Neste mesmo ponto coincide também o jornalista Joaquín Fernández quem no ecologismo espanhol chega a afirmar que “o surpreendente, no entanto, é que ante a permisividad das administrações e a irresponsabilidad das empresas, não ocorram [este tipo de desastres] com maior frequência. De facto, poucos dias após esta catástrofe, estalló outra balsa em Cádiz sem maiores consequências felizmente.

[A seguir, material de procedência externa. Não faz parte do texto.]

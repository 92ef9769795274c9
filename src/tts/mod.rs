pub mod interface;
pub mod silent;

pub use interface::{SpeechOutput, SpeechParams};
pub use silent::SilentSpeech;
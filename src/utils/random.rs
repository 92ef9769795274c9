//! Injectable randomness for photo selection and name-based gender guesses.
//!
//! Production code uses [`ThreadRandom`]; tests pin outcomes with
//! [`SequenceRandom`] or reproduce a run with [`SeededRandom`].

use rand::rngs::StdRng;
use rand::{Rng, SeedableRng};

/// Source of uniform random draws.
pub trait RandomSource {
    /// Uniform index in `0..len`. `len` is always non-zero at call sites.
    fn next_index(&mut self, len: usize) -> usize;

    /// Fair coin flip.
    fn next_bool(&mut self) -> bool {
        self.next_index(2) == 1
    }

    /// Uniform integer in `low..=high`.
    fn next_in_range(&mut self, low: i32, high: i32) -> i32 {
        let span = (i64::from(high) - i64::from(low) + 1).max(1);
        let offset = self.next_index(usize::try_from(span).unwrap_or(usize::MAX)) as i64;
        (i64::from(low) + offset) as i32
    }
}

/// Thread-local OS-seeded generator.
#[derive(Debug, Default, Clone, Copy)]
pub struct ThreadRandom;

impl RandomSource for ThreadRandom {
    fn next_index(&mut self, len: usize) -> usize {
        rand::thread_rng().gen_range(0..len)
    }

    fn next_bool(&mut self) -> bool {
        rand::thread_rng().gen_bool(0.5)
    }
}

/// Deterministic generator for reproducible runs.
#[derive(Debug, Clone)]
pub struct SeededRandom(StdRng);

impl SeededRandom {
    pub fn new(seed: u64) -> Self {
        Self(StdRng::seed_from_u64(seed))
    }
}

impl RandomSource for SeededRandom {
    fn next_index(&mut self, len: usize) -> usize {
        self.0.gen_range(0..len)
    }
}

/// Replays a fixed sequence of raw values, cycling when exhausted.
///
/// Each value is reduced modulo the requested length, so `SequenceRandom::new(vec![2])`
/// always picks the third candidate of a three-element list.
#[derive(Debug, Clone)]
pub struct SequenceRandom {
    values: Vec<usize>,
    cursor: usize,
}

impl SequenceRandom {
    pub fn new(values: Vec<usize>) -> Self {
        Self { values, cursor: 0 }
    }

    /// Number of draws served so far.
    pub fn draws(&self) -> usize {
        self.cursor
    }
}

impl RandomSource for SequenceRandom {
    fn next_index(&mut self, len: usize) -> usize {
        if self.values.is_empty() || len == 0 {
            self.cursor += 1;
            return 0;
        }
        let raw = self.values[self.cursor % self.values.len()];
        self.cursor += 1;
        raw % len
    }
}
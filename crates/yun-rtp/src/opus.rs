//! Opus 包的 TOC 字节 (RFC 6716 第 3.1 节).
//!
//! RTP 负载就是一个完整的 Opus 包, 不需要重组.

use yun_core::{YunError, YunResult};

/// 单声道布局
pub const CHANNEL_LAYOUT_MONO: u64 = 0x4;
/// 立体声布局
pub const CHANNEL_LAYOUT_STEREO: u64 = 0x3;

/// TOC 中的声道数
pub fn channels(toc: u8) -> u8 {
    if toc & 0x04 != 0 { 2 } else { 1 }
}

/// 声道数对应的布局
pub fn channel_layout(channels: u8) -> Option<u64> {
    match channels {
        1 => Some(CHANNEL_LAYOUT_MONO),
        2 => Some(CHANNEL_LAYOUT_STEREO),
        _ => None,
    }
}

/// 每帧的采样数 (48 kHz)
pub fn samples_per_frame(toc: u8) -> u32 {
    let config = toc >> 3;
    match config {
        // SILK: 10/20/40/60 ms
        0..=11 => [480, 960, 1920, 2880][usize::from(config & 3)],
        // Hybrid: 10/20 ms
        12..=15 => [480, 960][usize::from(config & 1)],
        // CELT: 2.5/5/10/20 ms
        _ => [120, 240, 480, 960][usize::from(config & 3)],
    }
}

/// 包中的帧数
pub fn frame_count(packet: &[u8]) -> YunResult<u32> {
    let toc = *packet
        .first()
        .ok_or_else(|| YunError::InvalidData("Opus: 空包".into()))?;
    match toc & 0x03 {
        0 => Ok(1),
        1 | 2 => Ok(2),
        _ => {
            let count = packet
                .get(1)
                .map(|b| u32::from(b & 0x3F))
                .ok_or_else(|| YunError::InvalidData("Opus: 缺少帧数字节".into()))?;
            if count == 0 {
                return Err(YunError::InvalidData("Opus: 帧数为 0".into()));
            }
            Ok(count)
        }
    }
}

/// 包的时长 (48 kHz 采样数)
pub fn packet_samples(packet: &[u8]) -> YunResult<u32> {
    let frames = frame_count(packet)?;
    Ok(samples_per_frame(packet[0]) * frames)
}
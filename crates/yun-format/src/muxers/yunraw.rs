//! yunraw 封装器: 每个文件一条流, 逐包写出记录.

use byteorder::{ByteOrder, LittleEndian};
use log::debug;
use yun_codec::Packet;
use yun_core::{Rational, YunError, YunResult};

use crate::format_id::FormatId;
use crate::io::IoContext;
use crate::muxer::Muxer;
use crate::options::parse_bool;
use crate::raw::{RECORD_HEADER_SIZE, encode_header, raw_time_base};
use crate::stream::Stream;

/// yunraw 封装器
pub struct YunRawMuxer {
    /// 只写负载, 不写记录头
    data_only: bool,
    header_written: bool,
    records: u64,
}

impl YunRawMuxer {
    /// 创建 yunraw 封装器 (工厂函数)
    pub fn create() -> YunResult<Box<dyn Muxer>> {
        Ok(Box::new(Self::new()))
    }

    /// 创建 yunraw 封装器
    pub fn new() -> Self {
        Self {
            data_only: false,
            header_written: false,
            records: 0,
        }
    }
}

impl Default for YunRawMuxer {
    fn default() -> Self {
        Self::new()
    }
}

impl Muxer for YunRawMuxer {
    fn format_id(&self) -> FormatId {
        FormatId::YunRaw
    }

    fn stream_time_base(&self, stream: &Stream) -> Rational {
        raw_time_base(stream).unwrap_or(stream.time_base)
    }

    fn set_option(&mut self, key: &str, value: &str) -> YunResult<bool> {
        match key {
            "data_only" => {
                self.data_only = parse_bool(key, value)?;
                Ok(true)
            }
            _ => Ok(false),
        }
    }

    fn write_header(&mut self, io: &mut IoContext, streams: &[Stream]) -> YunResult<()> {
        if streams.len() != 1 {
            return Err(YunError::BadValue(format!(
                "yunraw 每个文件只能有一条流, 实际 {}",
                streams.len()
            )));
        }
        let stream = &streams[0];
        raw_time_base(stream)?;
        let header = encode_header(stream)?;
        io.write_all(&header)?;
        self.header_written = true;
        self.records = 0;
        debug!(
            "yunraw: {} 流, 编码器 {}, data_only={}",
            stream.media_type,
            stream.encoder(),
            self.data_only
        );
        Ok(())
    }

    fn write_packet(&mut self, io: &mut IoContext, packet: &Packet) -> YunResult<()> {
        if !self.header_written {
            return Err(YunError::BadValue("yunraw: 尚未写入头部".into()));
        }
        if packet.stream_index != 0 {
            return Err(YunError::StreamNotFound(packet.stream_index));
        }
        if !self.data_only {
            let size = i32::try_from(packet.data.len())
                .map_err(|_| YunError::BadValue("yunraw: 数据包过大".into()))?;
            let mut record = [0u8; RECORD_HEADER_SIZE];
            LittleEndian::write_i64(&mut record[0..8], packet.pts);
            LittleEndian::write_i32(&mut record[8..12], packet.flags.bits() as i32);
            LittleEndian::write_i32(&mut record[12..16], size);
            io.write_all(&record)?;
        }
        io.write_all(&packet.data)?;
        self.records += 1;
        Ok(())
    }

    fn write_trailer(&mut self, io: &mut IoContext) -> YunResult<()> {
        debug!("yunraw: 共写出 {} 条记录", self.records);
        io.flush()
    }
}
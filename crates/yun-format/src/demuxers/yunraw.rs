//! yunraw 解封装器.
//!
//! 只能读取带记录头的文件; data_only 模式输出的文件没有记录边界.

use byteorder::{ByteOrder, LittleEndian};
use bytes::Bytes;
use yun_codec::{Packet, PacketFlags};
use yun_core::{YunError, YunResult};

use crate::demuxer::Demuxer;
use crate::format_id::FormatId;
use crate::io::IoContext;
use crate::probe::{FormatProbe, ProbeScore, SCORE_MAX, score_extension};
use crate::raw::{RECORD_HEADER_SIZE, TYPE_AUDIO, TYPE_VIDEO, decode_header};
use crate::stream::Stream;

/// yunraw 解封装器
pub struct YunRawDemuxer {
    streams: Vec<Stream>,
}

impl YunRawDemuxer {
    /// 创建 yunraw 解封装器 (工厂函数)
    pub fn create() -> YunResult<Box<dyn Demuxer>> {
        Ok(Box::new(Self::new()))
    }

    /// 创建 yunraw 解封装器
    pub fn new() -> Self {
        Self {
            streams: Vec::new(),
        }
    }
}

impl Default for YunRawDemuxer {
    fn default() -> Self {
        Self::new()
    }
}

impl Demuxer for YunRawDemuxer {
    fn format_id(&self) -> FormatId {
        FormatId::YunRaw
    }

    fn open(&mut self, io: &mut IoContext) -> YunResult<()> {
        let stream = decode_header(io).map_err(|e| match e {
            YunError::Eof => YunError::InvalidData("yunraw: 文件头不完整".into()),
            other => other,
        })?;
        self.streams = vec![stream];
        Ok(())
    }

    fn streams(&self) -> &[Stream] {
        &self.streams
    }

    fn read_packet(&mut self, io: &mut IoContext) -> YunResult<Packet> {
        let Some(stream) = self.streams.first() else {
            return Err(YunError::BadValue("yunraw: 尚未打开".into()));
        };
        let time_base = stream.time_base;

        let mut record = [0u8; RECORD_HEADER_SIZE];
        // 记录边界处的 EOF 是正常结束
        let first = io.peek(1)?;
        if first.is_empty() {
            return Err(YunError::Eof);
        }
        let truncated = |e: YunError| match e {
            YunError::Eof => YunError::InvalidData("yunraw: 记录被截断".into()),
            other => other,
        };
        io.read_exact(&mut record).map_err(truncated)?;

        let pts = LittleEndian::read_i64(&record[0..8]);
        let flags = LittleEndian::read_i32(&record[8..12]);
        let size = LittleEndian::read_i32(&record[12..16]);
        let size = usize::try_from(size)
            .map_err(|_| YunError::InvalidData(format!("yunraw: 记录长度为负: {size}")))?;
        let data = io.read_bytes(size).map_err(truncated)?;

        let mut pkt = Packet::from_data(Bytes::from(data));
        pkt.pts = pts;
        pkt.dts = pts;
        pkt.duration = 0;
        pkt.time_base = time_base;
        pkt.flags = PacketFlags::from_bits_truncate(flags as u32);
        Ok(pkt)
    }
}

/// yunraw 格式探测器
pub struct YunRawProbe;

impl FormatProbe for YunRawProbe {
    fn probe(&self, data: &[u8], filename: Option<&str>) -> Option<ProbeScore> {
        let by_ext = score_extension(FormatId::YunRaw, filename);
        let tag_len = *data.first()? as usize;
        let tag = data.get(1..1 + tag_len)?;
        if tag_len == 5 && (tag == TYPE_VIDEO.as_bytes() || tag == TYPE_AUDIO.as_bytes()) {
            // 类型标记太短, 只有扩展名也吻合时才给满分
            return Some(if by_ext.is_some() { SCORE_MAX } else { SCORE_MAX / 4 });
        }
        by_ext
    }

    fn format_id(&self) -> FormatId {
        FormatId::YunRaw
    }
}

As denúncias sobre o impacto da minería a céu aberto têm sido frequentes bem como os riscos derivados de balsas ou de escombreras de estéreis”. E para mais inri, Fernández assinala que “o sucedido em mal uns minutos depois do rompimento da balsa de lodos das minas de Aznalcóllar tem vindo ocorrendo na baía de Portmán (Cartagena), dia a dia, durante mais de trinta anos”.[2]

Enlaces externos

Referências bibliográficas

  1. Fernández Reis, Rogelio: Aproximação ao movimento ecologista andaluz. Para a reconciliação com a natureza em Andaluzia. Consejería de Médio Ambiente. Junta de Andaluzia, Sevilla, 2005, página 170.
  2. Fernández, Joaquín: O ecologismo espanhol. Aliança Editorial S.A., Madri, 1999, página 218.